Peptide hydrogel platform encapsulating manganese ions and high-density lipoprotein nanoparticle-mimicking nanovaccines for the prevention and treatment of gastric cancer.

BACKGROUND

Advanced gastric cancer remains a significant global health challenge, with limited therapeutic options available. In contrast, immunotherapy have emerged as promising alternatives, offering greater potency in treating advanced gastric cancer. However, the development of novel and efficient immunotherapeutic strategy is crucial to enhance the body's immune response against gastric cancer.

METHODS

This study developed a single-injection peptide hydrogel-based nanovaccine therapy for gastric cancer treatment. The therapy utilizes a RADA peptide hydrogel, which is sensitive to metal ion concentration, to encapsulate manganese ions and HPPS nanovaccines. The HPPS nanovaccines contain antigen peptide and CpG-ODN, designed to activate both the toll-like receptor 9 (TLR9) and cGAS-STING signaling pathways in antigen-presenting cells.
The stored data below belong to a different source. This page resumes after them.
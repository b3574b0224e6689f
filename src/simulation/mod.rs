//! Simulations: populations, cached values and the calculation engine
//!
//! A [`Simulation`] binds a [`TaxBenefitSystem`] to concrete populations and
//! answers `calculate` requests, caching every computed array in the holder
//! of its variable. Branches are named what-if copies that read the inputs of
//! the simulation they were taken from but keep their own computed values.
//!
//! # Example
//!
//! ```rust,ignore
//! use microsim_engine::simulation::{SimulationBuilder, SimulationConfig};
//!
//! let mut simulation = SimulationBuilder::new(system)
//!     .with_config(SimulationConfig::traced())
//!     .build_from_entities(&situation)?;
//! let tax = simulation.calculate("income_tax", "2024")?;
//! ```

mod builder;
mod config;
mod context;
mod dataframe;
mod dataset;
mod engine;
mod macro_cache;
mod mapping;

use std::collections::hash_map::DefaultHasher;
use std::collections::{BTreeMap, BTreeSet};
use std::fs;
use std::hash::{Hash, Hasher};
use std::sync::atomic::AtomicUsize;
use std::sync::Arc;

use serde::Serialize;

pub use builder::SimulationBuilder;
pub use config::SimulationConfig;
pub use context::{FormulaContext, ParameterView, ParametersAt};
pub use dataframe::DataFrame;
pub use dataset::{split_column_name, CsvDataset, Dataset, DatasetColumns};
pub use engine::CalculationOutcome;
pub use macro_cache::MacroCache;
pub use mapping::MapHow;

use crate::arrays::Array;
use crate::entities::Population;
use crate::errors::{CalculationError, Result, StorageError};
use crate::periods::{AsPeriod, Period};
use crate::storage::{Holder, HolderMemoryUsage, SpillSettings};
use crate::system::TaxBenefitSystem;
use crate::tracers::{self, FullTracer, SharedTracer, SimpleTracer};
use crate::variables::{OutputMode, Variable};
use engine::{plan_request, Key, RequestMode};

pub const DEFAULT_BRANCH: &str = "default";

/// Memory footprint of a simulation's holders
#[derive(Debug, Clone, PartialEq, Serialize)]
pub struct MemoryUsageReport {
    pub total_nb_bytes: usize,
    pub by_variable: BTreeMap<String, HolderMemoryUsage>,
}

#[derive(Debug)]
pub struct Simulation {
    tax_benefit_system: Arc<TaxBenefitSystem>,
    populations: BTreeMap<String, Population>,
    branch_name: String,
    /// Branches this one was taken from, nearest first
    ancestors: Vec<String>,
    branches: BTreeMap<String, Simulation>,
    config: SimulationConfig,
    tracer: SharedTracer,
    invalidated: BTreeSet<Key>,
    /// Variables given values through `set_input`
    input_variables: BTreeSet<String>,
    spill: Option<SpillSettings>,
    macro_cache: Option<MacroCache>,
}
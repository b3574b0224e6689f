//! Column table returned by `Simulation::calculate_dataframe`

use std::io;
use std::path::Path;

use serde::Serialize;

use crate::errors::{CalculationError, StorageError};

/// Named f64 columns over the members of one entity
#[derive(Debug, Clone, Default, PartialEq, Serialize)]
pub struct DataFrame {
    entity: String,
    index: Vec<String>,
    columns: Vec<(String, Vec<f64>)>,
}

impl DataFrame {
    pub fn new(entity: impl Into<String>, index: Vec<String>) -> Self {
        Self {
            entity: entity.into(),
            index,
            columns: Vec::new(),
        }
    }

    pub fn entity(&self) -> &str {
        &self.entity
    }

    /// Member ids, one per row
    pub fn index(&self) -> &[String] {
        &self.index
    }

    pub fn len(&self) -> usize {
        self.index.len()
    }

    pub fn is_empty(&self) -> bool {
        self.index.is_empty()
    }

    pub fn column_names(&self) -> impl Iterator<Item = &str> {
        self.columns.iter().map(|(name, _)| name.as_str())
    }

    pub fn column(&self, name: &str) -> Option<&[f64]> {
        self.columns
            .iter()
            .find(|(n, _)| n == name)
            .map(|(_, values)| values.as_slice())
    }

    /// Append a column, replacing any column of the same name
    pub fn push_column(&mut self, name: &str, values: Vec<f64>) -> Result<(), CalculationError> {
        if values.len() != self.index.len() {
            return Err(CalculationError::InvalidArraySize {
                variable: name.to_string(),
                expected: self.index.len(),
                actual: values.len(),
            });
        }
        match self.columns.iter_mut().find(|(n, _)| n == name) {
            Some((_, existing)) => *existing = values,
            None => self.columns.push((name.to_string(), values)),
        }
        Ok(())
    }

    /// Write as CSV with the entity's id column first
    pub fn to_csv<W: io::Write>(&self, writer: W) -> Result<(), csv::Error> {
        let mut writer = csv::Writer::from_writer(writer);
        let mut header = vec![format!("{}_id", self.entity)];
        header.extend(self.column_names().map(str::to_string));
        writer.write_record(&header)?;
        for (row, id) in self.index.iter().enumerate() {
            let mut record = vec![id.clone()];
            record.extend(self.columns.iter().map(|(_, values)| values[row].to_string()));
            writer.write_record(&record)?;
        }
        writer.flush()?;
        Ok(())
    }

    pub fn write_csv(&self, path: &Path) -> Result<(), StorageError> {
        let file = std::fs::File::create(path).map_err(|source| StorageError::Io {
            path: path.to_path_buf(),
            source,
        })?;
        self.to_csv(file).map_err(|source| StorageError::Csv {
            path: path.to_path_buf(),
            source,
        })
    }
}

#[cfg(test)]
mod tests {
    use super::*;

    #[test]
    fn test_columns_and_csv() {
        let mut frame = DataFrame::new("person", vec!["a".into(), "b".into()]);
        frame.push_column("salary", vec![1000.0, 2000.5]).unwrap();
        frame.push_column("tax", vec![150.0, 300.0]).unwrap();
        assert!(frame.push_column("bad", vec![1.0]).is_err());
        frame.push_column("tax", vec![0.0, 0.0]).unwrap();
        assert_eq!(frame.column_names().collect::<Vec<_>>(), vec!["salary", "tax"]);
        assert_eq!(frame.column("tax"), Some(&[0.0, 0.0][..]));

        let mut out = Vec::new();
        frame.to_csv(&mut out).unwrap();
        assert_eq!(
            String::from_utf8(out).unwrap(),
            "person_id,salary,tax\na,1000,0\nb,2000.5,0\n"
        );
    }
}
This design aims to facilitate a stable and sustained release of the nanovaccine, thereby enhancing the body's effective recognition and response to antigens.

RESULTS

The efficacy of the system was confirmed using the model antigen OVA and the gastric cancer-specific antigen MG7-related peptide. The results demonstrated that the nanovaccine effectively activated the immune response, leading to enhanced recognition and response to the antigens. This activation of both TLR9 and cGAS-STING pathways in antigen-presenting cells was crucial for the observed immune response, highlighting the potential of this approach to stimulate a robust and sustained immune response against gastric cancer.

CONCLUSIONS

This study presents a novel strategy for clinical anti-tumor vaccine administration, offering a promising approach for the prevention and treatment of gastric cancer. The single-injection peptide hydrogel-based nanovaccine system provides a convenient and effective method to enhance the body's immune response against gastric cancer. This approach could potentially be expanded to other types of cancer, providing a versatile platform for cancer immunotherapy.